O melhor filme nacional que já vi foi #SalveRosa. A produção escancara uma ferida social que muita gente prefere fingir que não existe: mães e pais que transformam os próprios filhos em vitrines de um capitalismo cruel, onde curtidas, contratos e status valem mais do que infância.
A atuação de Klara Castanho é simplesmente arrebatadora. Rosa, aos 17 anos, descobre que sua vida inteira foi uma encenação. Criada como uma “eterna criança”, impedida de ultrapassar simbolicamente os 13 anos, ela vive aprisionada em uma imagem construída para vender. A mãe, Dora, sustenta o discurso de que tudo é “para o futuro da filha”, mas o que vemos é ambição, vaidade e dependência financeira mascaradas de cuidado materno.
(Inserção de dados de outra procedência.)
//! Johansen estimate of the leading cointegrating vector.
//!
//! The VECM uses a constant term and one lagged difference. The leading
//! eigenvector of `S_kk⁻¹ S_k0 S_00⁻¹ S_0k` is found through the symmetric
//! form `L⁻¹ S_k0 S_00⁻¹ S_0k L⁻ᵀ` with `S_kk = L Lᵀ`.

use malaga_traits::linalg::{
    backward_substitute, cholesky, forward_substitute, solve_spd_matrix, symmetric_eigen,
};
use malaga_traits::{DegradeReason, Fitted};
use ndarray::{Array1, Array2, ArrayView2, Axis, s};

/// Fewest rows the estimate runs on for `n_assets` instruments.
pub const fn min_rows(n_assets: usize) -> usize {
    2 * n_assets + 3
}

/// Long the first instrument, short the rest equally: `[1, -1/(n-1), ...]`.
pub fn fallback_weights(n_assets: usize) -> Array1<f64> {
    if n_assets <= 1 {
        return Array1::ones(n_assets);
    }
    let mut w = Array1::from_elem(n_assets, -1.0 / (n_assets - 1) as f64);
    w[0] = 1.0;
    w
}

/// Estimates the cointegrating weights of the columns of `log_prices`.
///
/// The vector is scaled so its last element is 1. Too few rows, non-finite
/// input or a singular moment matrix yield [`fallback_weights`] tagged as
/// degraded.
pub fn cointegrating_vector(log_prices: ArrayView2<'_, f64>) -> Fitted<Array1<f64>> {
    let (rows, n) = log_prices.dim();
    if n == 1 {
        return Fitted::Estimated(Array1::ones(1));
    }
    let required = min_rows(n);
    if rows < required {
        return Fitted::degraded(
            fallback_weights(n),
            DegradeReason::InsufficientData {
                required,
                available: rows,
            },
        );
    }
    if log_prices.iter().any(|v| !v.is_finite()) {
        return Fitted::degraded(fallback_weights(n), DegradeReason::NonFiniteInput);
    }
    match leading_eigenvector(log_prices) {
        Some(v) => Fitted::Estimated(normalize_last(v)),
        None => Fitted::degraded(fallback_weights(n), DegradeReason::Singular),
    }
}

fn normalize_last(v: Array1<f64>) -> Array1<f64> {
    let last = v[v.len() - 1];
    if last.abs() > 1e-12 { v / last } else { v }
}

fn demean(x: ArrayView2<'_, f64>) -> Array2<f64> {
    match x.mean_axis(Axis(0)) {
        Some(mean) => &x - &mean,
        None => x.to_owned(),
    }
}

fn residuals(y: &Array2<f64>, z: &Array2<f64>) -> Option<Array2<f64>> {
    let beta = solve_spd_matrix(&z.t().dot(z), &z.t().dot(y))?;
    Some(y - &z.dot(&beta))
}

fn lower_solve(l: &Array2<f64>, b: &Array2<f64>) -> Array2<f64> {
    let mut x = Array2::zeros(b.dim());
    for (j, col) in b.columns().into_iter().enumerate() {
        x.column_mut(j)
            .assign(&forward_substitute(l, &col.to_owned()));
    }
    x
}

fn leading_eigenvector(levels: ArrayView2<'_, f64>) -> Option<Array1<f64>> {
    let x = demean(levels);
    let dx = &x.slice(s![1.., ..]) - &x.slice(s![..-1, ..]);

    let lagged_dx = demean(dx.slice(s![..-1, ..]));
    let current_dx = demean(dx.slice(s![1.., ..]));
    let lagged_levels = demean(x.slice(s![1..-1, ..]));

    let r0 = residuals(&current_dx, &lagged_dx)?;
    let rk = residuals(&lagged_levels, &lagged_dx)?;
    let m = r0.nrows() as f64;
    let s00 = r0.t().dot(&r0) / m;
    let s0k = r0.t().dot(&rk) / m;
    let skk = rk.t().dot(&rk) / m;

    // S_k0 S_00⁻¹ S_0k
    let sig = s0k.t().dot(&solve_spd_matrix(&s00, &s0k)?);
    let l = cholesky(&skk)?;
    let half = lower_solve(&l, &sig);
    let sym = lower_solve(&l, &half.t().to_owned());
    let sym = (&sym + &sym.t()) / 2.0;

    let (_, vectors) = symmetric_eigen(&sym)?;
    let v = backward_substitute(&l, &vectors.column(0).to_owned());
    v.iter().all(|x| x.is_finite()).then_some(v)
}

#[cfg(test)]
mod tests {
    use super::*;
    use crate::testing::{noise, random_walk};
    use approx::assert_relative_eq;

    fn cointegrated_pair(n: usize) -> Array2<f64> {
        let base = random_walk(100.0, n, 0.02, 11);
        Array2::from_shape_fn((n, 2), |(t, i)| {
            let lp = base[t].ln();
            if i == 0 { lp } else { lp + 0.01 * noise(t * 17 + 3) }
        })
    }

    #[test]
    fn test_recovers_spread_of_cointegrated_pair() {
        let fitted = cointegrating_vector(cointegrated_pair(500).view());
        assert!(!fitted.is_degraded());
        let w = fitted.into_value();
        assert_relative_eq!(w[1], 1.0);
        assert!((w[0] + 1.0).abs() < 0.1, "weights {w}");
    }

    #[test]
    fn test_fallback_is_long_the_first_instrument() {
        let w = fallback_weights(3);
        assert_eq!(w[0], 1.0);
        assert_relative_eq!(w[1], -0.5);
        assert_relative_eq!(w[2], -0.5);
        assert_eq!(fallback_weights(1).to_vec(), vec![1.0]);
    }

    #[test]
    fn test_short_history_falls_back() {
        let fitted = cointegrating_vector(cointegrated_pair(6).view());
        assert_eq!(
            fitted.reason(),
            Some(&DegradeReason::InsufficientData {
                required: 7,
                available: 6
            })
        );
        assert_eq!(fitted.value().to_vec(), vec![1.0, -1.0]);
    }

    #[test]
    fn test_non_finite_falls_back() {
        let mut levels = cointegrated_pair(50);
        levels[[10, 1]] = f64::NAN;
        let fitted = cointegrating_vector(levels.view());
        assert_eq!(fitted.reason(), Some(&DegradeReason::NonFiniteInput));
    }

    #[test]
    fn test_constant_prices_are_singular() {
        let levels = Array2::from_elem((40, 3), 2.0_f64.ln());
        let fitted = cointegrating_vector(levels.view());
        assert_eq!(fitted.reason(), Some(&DegradeReason::Singular));
        assert_eq!(fitted.value().to_vec(), vec![1.0, -0.5, -0.5]);
    }

    #[test]
    fn test_single_instrument() {
        let levels = Array2::from_elem((3, 1), 1.0);
        let fitted = cointegrating_vector(levels.view());
        assert!(!fitted.is_degraded());
        assert_eq!(fitted.value().to_vec(), vec![1.0]);
    }
}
O filme provoca porque não fala apenas de ficção. Ele dialoga diretamente com a realidade das redes sociais, onde crianças são expostas desde o nascimento, muitas vezes sem qualquer noção do que isso pode significar no futuro. A lógica da performance substitui a proteção. A monetização substitui o afeto.
O caso de Larissa Manoela, que veio a público ao relatar que, já quase aos 18 anos, precisava pedir dinheiro aos pais até para despesas simples, também acendeu esse debate. Quando o controle financeiro se transforma em instrumento de poder, a linha entre cuidado e abuso fica perigosamente tênue. Impedir um jovem de administrar o próprio dinheiro pode ser menos sobre proteção e mais sobre não querer abrir mão do controle — e, muitas vezes, dos lucros.
#SalveRosa não é só um filme. É um alerta. Sobre fama precoce. Sobre pais que projetam frustrações nos filhos. Sobre uma sociedade que consome infância como produto. E, principalmente, sobre o direito de crescer — com autonomia, dignidade e voz própria.